--- Provided records Enclosed Below ---

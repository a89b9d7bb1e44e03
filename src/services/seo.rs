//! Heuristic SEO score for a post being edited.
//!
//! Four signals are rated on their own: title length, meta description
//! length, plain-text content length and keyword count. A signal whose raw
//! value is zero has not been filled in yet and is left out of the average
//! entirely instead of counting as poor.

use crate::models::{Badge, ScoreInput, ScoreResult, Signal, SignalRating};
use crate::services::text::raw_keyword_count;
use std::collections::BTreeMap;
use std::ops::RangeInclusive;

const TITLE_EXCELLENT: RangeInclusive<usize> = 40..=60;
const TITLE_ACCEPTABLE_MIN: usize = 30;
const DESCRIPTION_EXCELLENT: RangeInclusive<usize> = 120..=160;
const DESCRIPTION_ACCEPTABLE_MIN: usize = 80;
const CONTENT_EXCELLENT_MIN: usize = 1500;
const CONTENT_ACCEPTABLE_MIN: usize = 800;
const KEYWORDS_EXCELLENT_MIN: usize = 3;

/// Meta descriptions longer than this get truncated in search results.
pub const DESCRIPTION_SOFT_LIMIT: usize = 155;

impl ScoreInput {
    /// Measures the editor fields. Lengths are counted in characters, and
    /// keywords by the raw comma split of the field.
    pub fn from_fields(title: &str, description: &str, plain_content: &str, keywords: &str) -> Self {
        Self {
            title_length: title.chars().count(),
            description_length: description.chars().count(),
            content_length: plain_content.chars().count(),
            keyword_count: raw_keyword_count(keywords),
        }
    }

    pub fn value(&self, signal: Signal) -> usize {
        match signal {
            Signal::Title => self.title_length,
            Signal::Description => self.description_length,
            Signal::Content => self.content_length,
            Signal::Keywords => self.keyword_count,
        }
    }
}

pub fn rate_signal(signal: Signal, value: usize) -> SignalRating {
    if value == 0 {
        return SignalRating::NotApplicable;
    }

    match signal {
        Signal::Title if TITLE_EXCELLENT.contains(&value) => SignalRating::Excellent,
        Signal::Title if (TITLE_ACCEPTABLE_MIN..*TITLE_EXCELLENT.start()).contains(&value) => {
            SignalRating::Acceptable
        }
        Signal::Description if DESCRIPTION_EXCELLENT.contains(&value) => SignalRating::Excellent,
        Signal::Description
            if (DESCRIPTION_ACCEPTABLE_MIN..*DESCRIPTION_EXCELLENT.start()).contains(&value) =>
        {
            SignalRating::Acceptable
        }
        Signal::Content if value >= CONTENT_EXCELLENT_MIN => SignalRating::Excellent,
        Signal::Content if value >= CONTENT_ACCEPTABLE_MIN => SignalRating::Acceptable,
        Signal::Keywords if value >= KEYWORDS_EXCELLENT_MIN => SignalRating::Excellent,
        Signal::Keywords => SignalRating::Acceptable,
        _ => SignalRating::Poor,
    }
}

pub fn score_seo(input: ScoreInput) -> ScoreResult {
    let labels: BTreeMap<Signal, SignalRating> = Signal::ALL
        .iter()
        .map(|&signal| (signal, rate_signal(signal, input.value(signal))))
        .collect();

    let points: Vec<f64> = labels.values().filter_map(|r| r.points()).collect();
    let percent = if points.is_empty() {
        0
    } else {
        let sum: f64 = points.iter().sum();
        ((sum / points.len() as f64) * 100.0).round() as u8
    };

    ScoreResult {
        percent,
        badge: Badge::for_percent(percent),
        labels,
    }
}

--- End of Enclosed Provided records ---
--- Provided records Enclosed Below ---

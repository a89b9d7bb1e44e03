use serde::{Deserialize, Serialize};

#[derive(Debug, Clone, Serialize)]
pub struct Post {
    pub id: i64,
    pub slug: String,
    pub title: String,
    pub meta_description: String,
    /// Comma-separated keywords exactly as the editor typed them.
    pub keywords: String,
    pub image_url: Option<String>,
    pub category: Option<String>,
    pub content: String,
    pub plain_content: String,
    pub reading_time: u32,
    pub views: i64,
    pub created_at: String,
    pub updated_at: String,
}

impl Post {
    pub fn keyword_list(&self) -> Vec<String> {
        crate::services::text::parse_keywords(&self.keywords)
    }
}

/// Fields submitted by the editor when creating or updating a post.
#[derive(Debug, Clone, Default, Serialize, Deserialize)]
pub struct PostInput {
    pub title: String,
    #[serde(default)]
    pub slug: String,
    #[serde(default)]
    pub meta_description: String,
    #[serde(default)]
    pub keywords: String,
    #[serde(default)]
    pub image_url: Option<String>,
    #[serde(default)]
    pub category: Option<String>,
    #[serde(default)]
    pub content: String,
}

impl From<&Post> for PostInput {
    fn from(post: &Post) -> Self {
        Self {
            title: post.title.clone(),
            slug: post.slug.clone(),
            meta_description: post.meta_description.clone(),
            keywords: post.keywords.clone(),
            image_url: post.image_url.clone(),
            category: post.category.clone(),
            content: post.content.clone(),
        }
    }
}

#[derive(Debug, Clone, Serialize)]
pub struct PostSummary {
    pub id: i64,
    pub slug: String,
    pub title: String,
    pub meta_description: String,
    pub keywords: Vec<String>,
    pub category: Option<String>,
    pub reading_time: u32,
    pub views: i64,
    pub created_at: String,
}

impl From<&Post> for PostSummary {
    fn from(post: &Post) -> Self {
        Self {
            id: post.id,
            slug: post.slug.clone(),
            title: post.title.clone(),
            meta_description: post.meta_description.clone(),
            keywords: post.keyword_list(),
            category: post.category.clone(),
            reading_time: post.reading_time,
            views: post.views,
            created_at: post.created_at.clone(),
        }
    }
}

--- End of Enclosed Provided records ---

What the task requires:
Which lines above contain the word "services"? Copy all of them.

Result:
filename src/services/seo.rs
use crate::services::text::raw_keyword_count;
        crate::services::text::parse_keywords(&self.keywords)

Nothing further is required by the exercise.